ABSTRACT
INTRODUCTION The traditional division of filamentous fungi has been between the food spoiling fungi, which were considered opportunistic fungi with no substrate preferences and animal or plant pathogenic fungi with tight associations to their hosts. Most food spoiling fungi have been regarded as saprophytic organisms thriving on any substrate they could encounter and they can indeed be isolated on many different laboratory media. They can grow and differentiate on minimal media containing only nitrate and sucrose as nitrogen and carbon source, as well as on complex media based on cereal, vegetable, fruit and meat, such as peptones, corn steep liquor, malt and yeast extract. (Raper and Thom, 1949; Smith, 1960; Samson et al., 2004c). However, as early as 1949 Westerdijk suggested that certain Penicillia were associated to certain food substrates, such as P. italicum and P. digitatum to citrus fruits and P. expansum to pomaceous and stone fruits. These associations were regarded as the exceptions rather than the rule for filamentous fungi. Several authorities (Thom, 1930; Raper and Thom, 1949; Pitt, 1979; Ramírez, 1982) were of the opinion that the many Penicillium species they treated were saprophytic generalists rather than species associated to specific natural habitats or processed foods and feedstuff.

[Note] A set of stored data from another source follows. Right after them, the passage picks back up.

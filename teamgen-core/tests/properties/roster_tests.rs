//! Property tests for roster invariants

use std::collections::HashSet;

use proptest::prelude::*;
use teamgen_core::error::RosterError;
use teamgen_core::models::{Category, Player, Roster};

fn name_strategy() -> impl Strategy<Value = String> {
    "[A-Za-z][A-Za-z ]{0,15}"
}

fn category_strategy() -> impl Strategy<Value = Category> {
    prop::sample::select(Category::ALL.to_vec())
}

proptest! {
    /// Property: adding arbitrary players never leaves two with the same name
    #[test]
    fn names_stay_unique(entries in prop::collection::vec((name_strategy(), category_strategy()), 0..30)) {
        let mut roster = Roster::new();
        for (name, category) in entries {
            let player = Player::new(&name, category).unwrap();
            let expected_name = player.name.clone();
            let had_name = roster.iter().any(|p| p.name == expected_name);
            match roster.add(player) {
                Ok(added) => prop_assert!(!had_name && added.name == expected_name),
                Err(RosterError::DuplicateName(dup)) => prop_assert!(had_name && dup == expected_name),
                Err(other) => return Err(TestCaseError::fail(format!("unexpected error: {other}"))),
            }
        }
        let names: HashSet<_> = roster.iter().map(|p| p.name.as_str()).collect();
        prop_assert_eq!(names.len(), roster.len());
    }

    /// Property: player names are stored trimmed and blank names are rejected
    #[test]
    fn names_are_trimmed(name in name_strategy(), pad in " {0,3}") {
        let player = Player::new(format!("{pad}{name}{pad}"), Category::Batsman).unwrap();
        prop_assert_eq!(player.name, name.trim());
        prop_assert_eq!(Player::new(&pad, Category::Bowler), Err(RosterError::EmptyName));
    }

    /// Property: every player can be found by its exact name and by its id
    #[test]
    fn find_by_name_and_id(categories in prop::collection::vec(category_strategy(), 1..15)) {
        let roster = Roster::from_players(
            categories
                .iter()
                .enumerate()
                .map(|(i, c)| Player::new(format!("Player {i:02}"), *c).unwrap()),
        )
        .unwrap();
        for player in roster.iter() {
            prop_assert_eq!(roster.find(&player.name).unwrap().id, player.id);
            prop_assert_eq!(roster.find(&player.id.to_string()).unwrap().id, player.id);
            prop_assert_eq!(roster.find(&player.name.to_uppercase()).unwrap().id, player.id);
        }
    }

    /// Property: a roster survives a JSON round trip through its stored form
    #[test]
    fn stored_form_round_trips(categories in prop::collection::vec(category_strategy(), 0..10)) {
        let roster = Roster::from_players(
            categories
                .iter()
                .enumerate()
                .map(|(i, c)| Player::new(format!("P{i}"), *c).unwrap()),
        )
        .unwrap();
        let json = serde_json::to_string(&roster).unwrap();
        let parsed: Roster = serde_json::from_str(&json).unwrap();
        prop_assert_eq!(parsed, roster);
    }
}

#[test]
fn stored_duplicates_are_rejected() {
    let player = Player::new("Gill", Category::Batsman).unwrap();
    let json = serde_json::to_string(&vec![player.clone(), player]).unwrap();
    assert!(serde_json::from_str::<Roster>(&json).is_err());
}
//! Login, logout and whoami commands.

use std::path::Path;

use teamgen_core::store::{PlayerLibrary, Session};

use crate::error::CliError;
use crate::util::{current_user, open_store, players_label, status};

/// Login command handler
pub fn cmd_login(config_path: Option<&Path>, quiet: bool, name: &str) -> Result<(), CliError> {
    let mut store = open_store(config_path)?;
    let username = Session::new(&mut store).login(name)?;
    let saved = PlayerLibrary::new(&mut store, &username)?.load()?.len();

    status(
        quiet,
        format_args!("Logged in as '{username}' ({} saved)", players_label(saved)),
    );
    Ok(())
}

/// Logout command handler
pub fn cmd_logout(config_path: Option<&Path>, quiet: bool) -> Result<(), CliError> {
    let mut store = open_store(config_path)?;
    let previous = current_user(&mut store)?;
    Session::new(&mut store).logout()?;

    match previous {
        Some(name) => status(quiet, format_args!("Logged out '{name}'")),
        None => status(quiet, "Not logged in"),
    }
    Ok(())
}

/// Whoami command handler
pub fn cmd_whoami(config_path: Option<&Path>) -> Result<(), CliError> {
    let mut store = open_store(config_path)?;
    match current_user(&mut store)? {
        Some(name) => {
            println!("{name}");
            Ok(())
        }
        None => Err(CliError::NotLoggedIn),
    }
}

Difficult taxonomy and lack of data may have obscured the less obvious associations between Penicillium species and habitats or food products (Frisvad, 1988; Frisvad and Filtenborg, 1988). Furthermore, using inadequate techniques and methods would often make it impossible to distinguish between simple surface
contamination of a food product and true infection resulting from the fungal-substrate association. Fungi isolated from surface disinfected products are with some probability thriving on the product and therefore associated with it, whereas fungi growing from nonsurface-disinfected products could be accidental contaminations from other materials, storage facilities or the air (King et al., 1986; Frisvad and Samson, 1991; Samson et al., 1992; Filtenborg et al., 1996; Hocking et al., 2006). This applies not only to Penicillium, but also to all other major food spoiling genera, such as Aspergillus, Alternaria and Fusarium. The associated mycobiota of a food product can be defined as all the fungal species that are able to infect and actively grow on the product under harvest, storage or processing conditions. In connection with food mycology and safety, the fact that each fungal species found in a food product produces a species specific profile of extrolites is of particular importance. An extrolite can be a volatile or non-volatile secondary metabolite, an organic acid, an extracellular enzyme or other outwards directed biochemical compounds (Frisvad et al., 1998, 2004; Frisvad and Samson, 2004; Larsen et al., 2005). For example, only three of the approximately 90 food spoiling Penicillium species are able to produce penicillin (Samson et al., 2004c). Among the extrolites, mycotoxins and other bioactive compounds, such as ochratoxin or patulin, are of direct health concern. The production of mycotoxins is highest and most diverse under optimal conditions in a laboratory and mycotoxins are only produced in the food products during storage or processing when conditions change to the advantage
of the fungi. Therefore, knowledge of production of mycotoxins and other extrolites by individual fungal species under controlled conditions in the laboratory is important in order to relate production to specific food products. Furthermore, extrolites that once were regarded as non-toxic or at best of little importance in known mycotoxicoses have now shown to be highly toxic if they are inhaled rather than ingested. For example, brevianamide A, mycophenolic acid and roquefortine C have been shown to be cytotoxic and inflammatory in mouse lungs (Rand et al., 2005). This could be of consequence for employees in food factories, which may inhale mycotoxins via fungal spored in the air. Another reason for determining the mycobiota is that secondary metabolites which are now considered nontoxic may later turn out to be mycotoxins, and retrospective analysis may then help explain certain mycotoxicosis, where no known mycotoxins could be found. A third reason for examining foods for the mycobiota is that some mycotoxins may act synergistically. Knowing the mycobiota on a particular food product, and thereby which mycotoxins are theoretically possible to encounter in the product, can give an indication on which mycotoxins the product should analyze for. However, a negative result for a mycotoxin analysis in a food product may give a false sense of security, as it is now known that mycotoxins produced in a crop plant may be masked by glucosylation or by reaction with β-D-glucans by the crop plant (Berthiller et al., 2005; Yiannikouris et al., 2006). These masked mycotoxins are a good reason for finding the mycobiota of foods before a mycotoxin analysis, to ensure that all mycotoxins and their derivatives are recovered in an analysis. This chapter gives an overview of the associated mycobiota of different raw materials and food products together with the mycotoxins and other bioactive compounds to consider in a chemical food product analysis. A detailed encyclopaedic list on the occurrence of mycotoxins in different foods, spices and other edible substrata has been given by Weidenbörner (2001a), but this list is only backed up by a few references.